Ahora, ante la presión de organismos nacionales e internacionales, la Cámara de Diputados podría convocar un periodo extraordinario para legislar sobre desaparición forzada. Es una oportunidad histórica: no para resolver todo de golpe, pero sí para dar el primer paso hacia un pacto entre el Estado y las víctimas.

La pregunta es si esta vez los legisladores escucharán a quienes han pasado años buscando bajo el sol, sin más mapa que el dolor. Cualquier reforma real debe partir de tres principios: verdad, participación y garantías. Verdad, para enfrentar sin maquillajes la dimensión de la tragedia. Participación, para incluir a los colectivos en la construcción de la ley, no como espectadores sino como protagonistas. Y garantías, para que lo que se apruebe no dependa del color del gobierno en turno, sino de un compromiso de Estado. Pero la reforma legal, por sí sola, no basta. Se necesita un cambio institucional profundo.

En Guerrero, la fiscalía sigue operando con lógica de archivo, no de urgencia. La Comisión de Búsqueda Estatal carece de recursos suficientes. Las familias son revictimizadas una y otra vez por burócratas insensibles. Y mientras tanto, las desapariciones continúan. Más silenciosas, más normalizadas, más invisibles. La desaparición forzada no es un fenómeno ajeno o aislado. Es el síntoma más brutal de un Estado que ha fallado en lo esencial: proteger la vida. En Guerrero, donde las estructuras de poder conviven con el crimen organizado desde hace décadas, la complicidad y el silencio son moneda corriente. Por eso, legislar sobre desaparición no es sólo una cuestión jurídica. Es una oportunidad para empezar a limpiar el pacto social desde la raíz. Y es también una prueba para la clase política.

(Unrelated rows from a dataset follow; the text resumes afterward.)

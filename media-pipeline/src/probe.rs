//! Source metadata probing via the external probe binary
// Copyright 2025 Vodforge Contributors
//
// Licensed under the Apache License, Version 2.0 (the "License");
// you may not use this file except in compliance with the License.
// You may obtain a copy of the License at
//
//     http://www.apache.org/licenses/LICENSE-2.0
//
// Unless required by applicable law or agreed to in writing, software
// distributed under the License is distributed on an "AS IS" BASIS,
// WITHOUT WARRANTIES OR CONDITIONS OF ANY KIND, either express or implied.
// See the License for the specific language governing permissions and
// limitations under the License.


use std::path::Path;
use tokio::process::Command;
use tracing::warn;

/// Metadata extracted from a source file. Every field is optional: probe
/// failures degrade to unknown metadata and never block transcoding.
#[derive(Debug, Clone, Default)]
pub struct SourceProbe {
    pub duration_secs: Option<u64>,
    pub width: Option<u32>,
    pub height: Option<u32>,
    pub container_format: Option<String>,
}

/// Thin wrapper around the ffprobe command line.
#[derive(Clone)]
pub struct MediaProber {
    probe_bin: String,
}

impl MediaProber {
    pub fn new(probe_bin: impl Into<String>) -> Self {
        Self {
            probe_bin: probe_bin.into(),
        }
    }

    pub async fn probe(&self, path: &Path) -> SourceProbe {
        let mut probe = SourceProbe::default();
        probe.duration_secs = self.probe_duration(path).await;
        if let Some((width, height)) = self.probe_resolution(path).await {
            probe.width = Some(width);
            probe.height = Some(height);
        }
        probe.container_format = self.probe_format(path).await;
        probe
    }

    /// Duration in whole seconds.
    pub async fn probe_duration(&self, path: &Path) -> Option<u64> {
        let raw = self
            .probe_entry(path, &["-show_entries", "format=duration"])
            .await?;
        match raw.trim().parse::<f64>() {
            Ok(seconds) => Some(seconds as u64),
            Err(e) => {
                warn!(path = %path.display(), error = %e, "Unparseable duration from probe");
                None
            }
        }
    }

    /// Resolution of the first video stream.
    pub async fn probe_resolution(&self, path: &Path) -> Option<(u32, u32)> {
        let path_str = path.to_str()?;
        let output = Command::new(&self.probe_bin)
            .args([
                "-v",
                "error",
                "-select_streams",
                "v:0",
                "-show_entries",
                "stream=width,height",
                "-of",
                "csv=s=x:p=0",
                path_str,
            ])
            .output()
            .await
            .ok()?;
        if !output.status.success() {
            return None;
        }

        let raw = String::from_utf8(output.stdout).ok()?;
        let (width, height) = raw.trim().split_once('x')?;
        Some((width.parse().ok()?, height.parse().ok()?))
    }

    /// Container format name, e.g. "mov,mp4,m4a,3gp,3g2,mj2".
    pub async fn probe_format(&self, path: &Path) -> Option<String> {
        let raw = self
            .probe_entry(path, &["-show_entries", "format=format_name"])
            .await?;
        let trimmed = raw.trim();
        if trimmed.is_empty() {
            None
        } else {
            Some(trimmed.to_string())
        }
    }

    async fn probe_entry(&self, path: &Path, entry_args: &[&str]) -> Option<String> {
        let path_str = path.to_str()?;
        let mut args = vec!["-v", "error"];
        args.extend_from_slice(entry_args);
        args.extend_from_slice(&["-of", "default=noprint_wrappers=1:nokey=1", path_str]);

        match Command::new(&self.probe_bin).args(&args).output().await {
            Ok(output) if output.status.success() => String::from_utf8(output.stdout).ok(),
            Ok(_) => {
                warn!(path = %path.display(), "Probe exited non-zero");
                None
            }
            Err(e) => {
                warn!(probe = self.probe_bin, error = %e, "Failed to spawn probe");
                None
            }
        }
    }
}

#[cfg(test)]
mod tests {
    use super::*;
    use std::path::PathBuf;

    #[tokio::test]
    async fn test_missing_probe_binary_degrades_to_unknown() {
        let prober = MediaProber::new("definitely-not-a-probe-binary");
        let probe = prober.probe(&PathBuf::from("/tmp/whatever.mp4")).await;
        assert!(probe.duration_secs.is_none());
        assert!(probe.width.is_none());
        assert!(probe.container_format.is_none());
    }
}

¿Están dispuestos los legisladores federales —y en especial los guerrerenses— a escuchar a las madres que han vivido años de duelo activo? ¿Tienen el valor de dejar de usar el dolor como discurso y convertirlo en política pública? ¿Serán capaces de construir una ley con alma, no sólo con artículos? El reto no es técnico, es ético. Se trata de construir una legislación que no maquille, que no criminalice a las víctimas, que no reproduzca los mecanismos de impunidad que han permitido a militares, policías y cárteles operar en la sombra. Una ley que reconozca la centralidad de los familiares en las búsquedas, que garantice presupuesto y autonomía a las comisiones locales, que no dependa del humor del gobierno en turno. El consenso legislativo debe partir del reconocimiento del dolor, no de su uso político. Las madres buscadoras no piden limosna, ni justicia poética. Piden verdad, memoria, garantías de no repetición. Su lucha ha sido la única constante moral en un país que se desmorona entre cifras manipuladas y discursos polarizantes. La pregunta final no es jurídica ni estadística, sino existencial: ¿Qué país somos, si podemos vivir con más de 100 mil desaparecidos y no cambiar nada? Tal vez la respuesta está bajo tierra, donde excavan esas mujeres que lo han perdido todo, menos la fe de encontrar.